This is an article from the September-October 2014 issue: Ethnodoxology

William Carey’s Encounter with Song and Proverbs for Gospel Communication

William Carey’s Encounter with Song and Proverbs for Gospel Communication

It has long been assumed that vernacular translation represents William Carey’s primary contribution for the propagation of the gospel in India. Some biographers have even gone as far as to describe him as one who spent most of his missionary career translating in seclusion. To be sure, his extensive translation work absorbed much of his time, but he always expected his translations would lead to salvations. He was convinced the “millions of perishing heathens tormented in this life” were pleading that “laborers may be thrust out into the Vineyard of our Lord Jesus Christ.”1 Therefore, he perceived the propagation of the gospel to also include the communication of the gospel.
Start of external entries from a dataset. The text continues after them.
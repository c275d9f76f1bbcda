//! Customer persistence.
//!
//! # Database: `farmaup`
//!
//! ## Tables
//!
//! - `customers` - One row per customer, unique index on `lower(email)`
//!
//! # Migrations
//!
//! Migrations are stored in `crates/api/migrations/` and run via:
//! ```bash
//! cargo run -p farmaup-cli -- migrate
//! ```
//!
//! # Stores
//!
//! The service only talks to [`CustomerStore`]. [`PgCustomerStore`] is the
//! production implementation; [`MemoryCustomerStore`] backs tests and local
//! runs without a database. Both enforce email uniqueness themselves and
//! report a violation as [`RepositoryError::Conflict`].

pub mod customers;
pub mod memory;

use std::time::Duration;

use async_trait::async_trait;
use secrecy::ExposeSecret;
use sqlx::PgPool;
use sqlx::postgres::PgPoolOptions;
use thiserror::Error;

use farmaup_core::{Customer, CustomerFilter, CustomerId, Email, NewCustomer};

pub use customers::PgCustomerStore;
pub use memory::MemoryCustomerStore;

/// Errors that can occur during repository operations.
#[derive(Debug, Error)]
pub enum RepositoryError {
    /// Database error from sqlx.
    #[error("database error: {0}")]
    Database(#[from] sqlx::Error),

    /// Data in the database is corrupted or invalid.
    #[error("data corruption: {0}")]
    DataCorruption(String),

    /// Constraint violation (e.g., unique email).
    #[error("constraint violation: {0}")]
    Conflict(String),
}

/// Storage operations the customer service depends on.
///
/// `replace` and `remove` return `None` when no row has the given id, so a
/// record deleted between a lookup and the write is reported as absent
/// rather than as a storage failure.
#[async_trait]
pub trait CustomerStore: Send + Sync {
    /// Customers matching every set filter term, ordered by ascending id.
    async fn find_many(&self, filter: &CustomerFilter) -> Result<Vec<Customer>, RepositoryError>;

    async fn find_by_id(&self, id: CustomerId) -> Result<Option<Customer>, RepositoryError>;

    /// Customer holding `email`, optionally ignoring the record `exclude`.
    async fn find_by_email(
        &self,
        email: &Email,
        exclude: Option<CustomerId>,
    ) -> Result<Option<Customer>, RepositoryError>;

    /// Insert a customer and return it with its assigned id.
    ///
    /// Fails with [`RepositoryError::Conflict`] if the email is taken.
    async fn insert(&self, customer: &NewCustomer) -> Result<Customer, RepositoryError>;

    /// Overwrite all four fields of an existing customer.
    ///
    /// Fails with [`RepositoryError::Conflict`] if another record holds the email.
    async fn replace(
        &self,
        id: CustomerId,
        customer: &NewCustomer,
    ) -> Result<Option<Customer>, RepositoryError>;

    /// Delete a customer, returning the row as it was before removal.
    async fn remove(&self, id: CustomerId) -> Result<Option<Customer>, RepositoryError>;

    /// Check that the store is reachable.
    async fn ping(&self) -> Result<(), RepositoryError>;

    /// Short name of the backend, reported by the info endpoint.
    fn backend(&self) -> &'static str;
}

/// Create a `PostgreSQL` connection pool with sensible defaults.
///
/// # Arguments
///
/// * `database_url` - `PostgreSQL` connection string (wrapped in `SecretString`)
///
/// # Errors
///
/// Returns `sqlx::Error` if the connection cannot be established.
pub async fn create_pool(database_url: &secrecy::SecretString) -> Result<PgPool, sqlx::Error> {
    PgPoolOptions::new()
        .max_connections(10)
        .min_connections(2)
        .acquire_timeout(Duration::from_secs(10))
        .connect(database_url.expose_secret())
        .await
}

/// Run the embedded migrations against `pool`.
///
/// # Errors
///
/// Returns `sqlx::migrate::MigrateError` if a migration fails to apply.
pub async fn run_migrations(pool: &PgPool) -> Result<(), sqlx::migrate::MigrateError> {
    sqlx::migrate!("./migrations").run(pool).await
}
Even so, his evangelism took seriously the Indian preference for oral transmission. He wrote, “The people are very fond of singing hymns and I have been forced to commence as poet to furnish them with hymns to sing.”2 In fact, he later encouraged many Indian converts to evangelize in this way. He also noticed the prevalence of proverbial expression among Indians and he used this method of communication for evangelism. Speaking with some Hindus about being good, he explained, “See the buffalo, he feeds upon grass. See the tiger, he feeds upon flesh. Go and make the buffalo eat flesh, or the tiger eat grass, you will find either of these easier than to make your evil heart good.”3


Clearly, Carey was not the antisocial scribe that some have supposed. Rather, he expected that translating the gospel and communicating the gospel would be necessary for the propagation of the gospel. At the same time, he was convinced that India’s evangelization would require Indian evangelists. But this meant endorsing an Indian style of communication—one that preferred songs and proverbs as containers of knowledge instead of text. In fact, he even encouraged the use of Indian stories, dialogue, and ritual. These nineteenth-century discoveries have important implications for our evangelism of oral learners today. 4

  1. "Carey to Society," Oct 17, 1793, in Leighton Williams and Mornay Williams, Serampore Letters (Memphis: General Books, 2010), 15.

  2. "Carey to Sisters," Jan 10, 1798, in Terry G. Carter, ed. The Journal and Selected Letters of William Carey (Macon: Smith & Helwys, 2000), 108.

  3. Periodical Accounts Relative to the Baptist Missionary Society, vol 1, 281.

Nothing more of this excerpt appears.